Q. Would you list factors that can contribute to depression?

A. Many factors have been found to contribute to depression. Here are examples:

  • Events. Some types of depression can be contextual. That is, a specific event served as a trigger or contributed to the depression. Often the event involved some type of loss. Loss can involve the death of a person or pet, but it can also involve something you wanted that didn’t materialize (e.g., weren’t accepted into your choice of school, failed a class, were laid off from work, didn’t get a job you applied for). In event-related depression, once you have identified the loss, grieved it and moved through the recovery process, the contextual depression can lift. You may want to refer to the Grief Recovery Pyramid for additional information.

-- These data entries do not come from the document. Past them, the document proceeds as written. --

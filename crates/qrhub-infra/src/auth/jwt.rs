//! JWT token service implementation.

use chrono::{TimeDelta, Utc};
use jsonwebtoken::{DecodingKey, EncodingKey, Header, Validation, decode, encode};
use serde::{Deserialize, Serialize};

use qrhub_core::ports::{AuthError, TokenClaims, TokenService};

const DEFAULT_SECRET: &str = "change-me-in-production";

/// Longest accepted token lifetime: one year.
const MAX_EXPIRATION_MINUTES: i64 = 525_600;

/// JWT token service configuration.
#[derive(Debug, Clone)]
pub struct JwtConfig {
    pub secret: String,
    pub expiration_minutes: i64,
    pub issuer: String,
}

impl Default for JwtConfig {
    fn default() -> Self {
        Self {
            secret: DEFAULT_SECRET.to_string(),
            expiration_minutes: 30,
            issuer: "qrhub".to_string(),
        }
    }
}

impl JwtConfig {
    pub fn from_env() -> Self {
        let defaults = Self::default();
        let secret = std::env::var("JWT_SECRET").unwrap_or(defaults.secret);

        // Warn if using default secret in production
        if secret == DEFAULT_SECRET {
            let is_production = std::env::var("RUST_ENV")
                .map(|v| v == "production" || v == "prod")
                .unwrap_or(false);

            if is_production {
                tracing::error!(
                    "SECURITY: Using default JWT secret in production! Set JWT_SECRET environment variable."
                );
            } else {
                tracing::warn!("Using default JWT secret. Set JWT_SECRET for production use.");
            }
        }

        let expiration_minutes = match std::env::var("ACCESS_TOKEN_EXPIRE_MINUTES") {
            Ok(raw) => parse_expiration_minutes(&raw).unwrap_or_else(|| {
                tracing::warn!(
                    value = %raw,
                    max = MAX_EXPIRATION_MINUTES,
                    "Invalid ACCESS_TOKEN_EXPIRE_MINUTES, using default"
                );
                defaults.expiration_minutes
            }),
            Err(_) => defaults.expiration_minutes,
        };

        Self {
            secret,
            expiration_minutes,
            issuer: std::env::var("JWT_ISSUER").unwrap_or(defaults.issuer),
        }
    }
}

/// A token lifetime in minutes, within `1..=MAX_EXPIRATION_MINUTES`.
fn parse_expiration_minutes(raw: &str) -> Option<i64> {
    raw.trim()
        .parse::<i64>()
        .ok()
        .filter(|m| (1..=MAX_EXPIRATION_MINUTES).contains(m))
}

/// Internal JWT claims structure for serialization.
#[derive(Debug, Serialize, Deserialize)]
struct Claims {
    sub: String, // username
    exp: i64,    // expiration timestamp
    iat: i64,    // issued at
    iss: String, // issuer
}

/// JWT-based token service (HS256).
pub struct JwtTokenService {
    encoding_key: EncodingKey,
    decoding_key: DecodingKey,
    config: JwtConfig,
}

impl JwtTokenService {
    pub fn new(config: JwtConfig) -> Self {
        let encoding_key = EncodingKey::from_secret(config.secret.as_bytes());
        let decoding_key = DecodingKey::from_secret(config.secret.as_bytes());

        Self {
            encoding_key,
            decoding_key,
            config,
        }
    }
}

impl TokenService for JwtTokenService {
    fn generate_token(&self, username: &str) -> Result<String, AuthError> {
        let now = Utc::now();
        let exp = TimeDelta::try_minutes(self.config.expiration_minutes)
            .and_then(|ttl| now.checked_add_signed(ttl))
            .ok_or_else(|| {
                AuthError::SigningError(format!(
                    "token lifetime of {} minutes is out of range",
                    self.config.expiration_minutes
                ))
            })?;

        let claims = Claims {
            sub: username.to_string(),
            exp: exp.timestamp(),
            iat: now.timestamp(),
            iss: self.config.issuer.clone(),
        };

        encode(&Header::default(), &claims, &self.encoding_key)
            .map_err(|e| AuthError::SigningError(e.to_string()))
    }

    fn validate_token(&self, token: &str) -> Result<TokenClaims, AuthError> {
        let mut validation = Validation::default();
        validation.set_issuer(&[&self.config.issuer]);

        let token_data = decode::<Claims>(token, &self.decoding_key, &validation).map_err(|e| {
            match e.kind() {
                jsonwebtoken::errors::ErrorKind::ExpiredSignature => AuthError::TokenExpired,
                _ => AuthError::InvalidToken(e.to_string()),
            }
        })?;

        if token_data.claims.sub.is_empty() {
            return Err(AuthError::InvalidToken("empty subject".to_string()));
        }

        Ok(TokenClaims {
            username: token_data.claims.sub,
        })
    }

    fn expiration_seconds(&self) -> i64 {
        self.config.expiration_minutes.saturating_mul(60)
    }
}

#[cfg(test)]
mod tests {
    use super::*;

    fn test_config() -> JwtConfig {
        JwtConfig {
            secret: "test-secret-key".to_string(),
            expiration_minutes: 5,
            issuer: "test-issuer".to_string(),
        }
    }

    #[test]
    fn test_generate_and_validate_token() {
        let service = JwtTokenService::new(test_config());

        let token = service.generate_token("admin").unwrap();
        assert!(!token.is_empty());

        let claims = service.validate_token(&token).unwrap();
        assert_eq!(claims.username, "admin");
    }

    #[test]
    fn test_validate_invalid_token() {
        let service = JwtTokenService::new(test_config());

        let result = service.validate_token("invalid-token");

        assert!(matches!(result, Err(AuthError::InvalidToken(_))));
    }

    #[test]
    fn test_validate_wrong_secret() {
        let signer = JwtTokenService::new(JwtConfig {
            secret: "other-secret".to_string(),
            ..test_config()
        });
        let token = signer.generate_token("admin").unwrap();

        let result = JwtTokenService::new(test_config()).validate_token(&token);
        assert!(matches!(result, Err(AuthError::InvalidToken(_))));
    }

    #[test]
    fn test_validate_wrong_issuer_token() {
        let service1 = JwtTokenService::new(JwtConfig {
            issuer: "issuer1".to_string(),
            ..test_config()
        });
        let service2 = JwtTokenService::new(JwtConfig {
            issuer: "issuer2".to_string(),
            ..test_config()
        });

        let token = service1.generate_token("admin").unwrap();

        assert!(service2.validate_token(&token).is_err());
    }

    #[test]
    fn test_validate_expired_token() {
        let config = test_config();
        let service = JwtTokenService::new(config.clone());
        let issued = Utc::now() - TimeDelta::hours(2);
        let claims = Claims {
            sub: "admin".to_string(),
            exp: (issued + TimeDelta::minutes(5)).timestamp(),
            iat: issued.timestamp(),
            iss: config.issuer.clone(),
        };
        let token = encode(
            &Header::default(),
            &claims,
            &EncodingKey::from_secret(config.secret.as_bytes()),
        )
        .unwrap();

        assert!(matches!(
            service.validate_token(&token),
            Err(AuthError::TokenExpired)
        ));
    }

    #[test]
    fn test_expiration_seconds() {
        let service = JwtTokenService::new(JwtConfig {
            expiration_minutes: 30,
            ..test_config()
        });

        assert_eq!(service.expiration_seconds(), 1800);
    }

    #[test]
    fn test_out_of_range_lifetime_is_a_signing_error() {
        let service = JwtTokenService::new(JwtConfig {
            expiration_minutes: 200_000_000_000,
            ..test_config()
        });

        assert!(matches!(
            service.generate_token("admin"),
            Err(AuthError::SigningError(_))
        ));
        assert_eq!(service.expiration_seconds(), i64::MAX);
    }

    #[test]
    fn test_parse_expiration_minutes() {
        assert_eq!(parse_expiration_minutes("30"), Some(30));
        assert_eq!(parse_expiration_minutes(" 525600 "), Some(MAX_EXPIRATION_MINUTES));
        assert_eq!(parse_expiration_minutes("525601"), None);
        assert_eq!(parse_expiration_minutes("200000000000"), None);
        assert_eq!(parse_expiration_minutes("0"), None);
        assert_eq!(parse_expiration_minutes("-5"), None);
        assert_eq!(parse_expiration_minutes("soon"), None);
    }
}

  • Dieting. Dieting can reduce the level of serotonin in the brain. This can trigger a cycle of dieting and bingeing, as there isn’t enough serotonin present to signal satisfaction. Depression has been connected with lowered levels of serotonin.

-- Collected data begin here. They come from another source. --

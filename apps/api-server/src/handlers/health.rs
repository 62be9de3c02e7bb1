//! Health check endpoint.

use actix_web::{HttpResponse, web};
use serde::Serialize;

use crate::state::AppState;

#[derive(Serialize)]
pub struct HealthResponse {
    pub status: &'static str,
    pub version: &'static str,
    pub timestamp: String,
    #[serde(skip_serializing_if = "Option::is_none")]
    pub qr_codes: Option<usize>,
}

/// Health check endpoint - returns server status and artifact store reachability.
///
/// GET /health
pub async fn health_check(state: web::Data<AppState>) -> HttpResponse {
    let stored = state.qr_codes.stored_count().await;
    if let Err(e) = &stored {
        tracing::error!(error = %e, "Health check: QR storage unavailable");
    }

    let response = HealthResponse {
        status: if stored.is_ok() { "ok" } else { "degraded" },
        version: env!("CARGO_PKG_VERSION"),
        timestamp: chrono::Utc::now().to_rfc3339(),
        qr_codes: stored.ok(),
    };

    if response.qr_codes.is_some() {
        HttpResponse::Ok().json(response)
    } else {
        HttpResponse::ServiceUnavailable().json(response)
    }
}
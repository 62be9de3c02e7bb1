//! Fixed credential table held in memory.

use std::collections::HashMap;

use async_trait::async_trait;

use qrhub_core::DomainError;
use qrhub_core::domain::Credential;
use qrhub_core::ports::{AuthError, CredentialStore, PasswordService};

/// Read-only credential store built once at startup.
pub struct InMemoryCredentialStore {
    users: HashMap<String, Credential>,
}

impl InMemoryCredentialStore {
    pub fn new(credentials: impl IntoIterator<Item = Credential>) -> Self {
        Self {
            users: credentials
                .into_iter()
                .map(|c| (c.username.clone(), c))
                .collect(),
        }
    }

    /// Single-user store; the cleartext password is hashed before it is kept.
    pub fn with_user(
        passwords: &dyn PasswordService,
        username: &str,
        password: &str,
    ) -> Result<Self, AuthError> {
        let hash = passwords.hash(password)?;
        Ok(Self::new([Credential::new(username, hash)]))
    }

    pub fn len(&self) -> usize {
        self.users.len()
    }

    pub fn is_empty(&self) -> bool {
        self.users.is_empty()
    }
}

#[async_trait]
impl CredentialStore for InMemoryCredentialStore {
    async fn find_by_username(&self, username: &str) -> Result<Option<Credential>, DomainError> {
        Ok(self.users.get(username).cloned())
    }
}

#[cfg(test)]
mod tests {
    use super::*;
    use crate::auth::Argon2PasswordService;

    #[tokio::test]
    async fn test_with_user_hashes_password() {
        let passwords = Argon2PasswordService::new();
        let store = InMemoryCredentialStore::with_user(&passwords, "admin", "secret").unwrap();

        let credential = store.find_by_username("admin").await.unwrap().unwrap();
        assert_ne!(credential.password_hash, "secret");
        assert!(passwords.verify("secret", &credential.password_hash).unwrap());
        assert_eq!(store.len(), 1);
    }

    #[tokio::test]
    async fn test_unknown_user() {
        let store = InMemoryCredentialStore::new([Credential::new("admin", "x")]);

        assert!(store.find_by_username("Admin").await.unwrap().is_none());
    }
}
//! Domain entities - the core business objects.

mod color;
mod credential;
mod qr_code;

pub use color::Color;
pub use credential::Credential;
pub use qr_code::{Link, MAX_SIZE, MIN_SIZE, PNG_EXTENSION, QrCode, QrFilename, QrSpec};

  • Deficiency in micronutrition. German researchers found that individuals (ages 65-91) who had a vitamin deficiency (especially thiamin, riboflavin, vitamin B12, and vitamin C) were much more likely to be emotionally unstable, depressed, excitable, nervous, anxious, angry, irritable, easily discouraged, and fatigued.
  • Stress. Stress can interfere with the relative balance of two brain chemicals: serotonin and dopamine. If the stress if severe enough, mismanaged, or chronic, it can seriously impact rebalancing efficiency. When the chemical balance become severe enough, symptoms of depression can occur.
  • Gender. According to Jean Carper in her book Your Miracle Brain, women synthesize brain serotonin at half the rate of men. This may help explain why women are more prone to depression. Serotonin circuits also grow weaker with age as neurons lose receptors needed to bind with serotonin. Studies using PET scans have shown that males produce serotonin at a rate that is 52% higher than that produced by females. Lowered levels of serotonin have been connected with depression.
  • Fatigue. A failure to obtain sufficient sleep, rest, and relaxation can contribute to depression. One researcher put it this way: for every period of exhaustion there is a corresponding period of depression.
  • Self-esteem issues. A low sense of personal worth, including guilt and self-reproach, can alter your neurochemistry. In fact, each thought you think, each action you take, each behavior you exhibit, affects every cell in your brain and body—and can move you toward health or toward illness.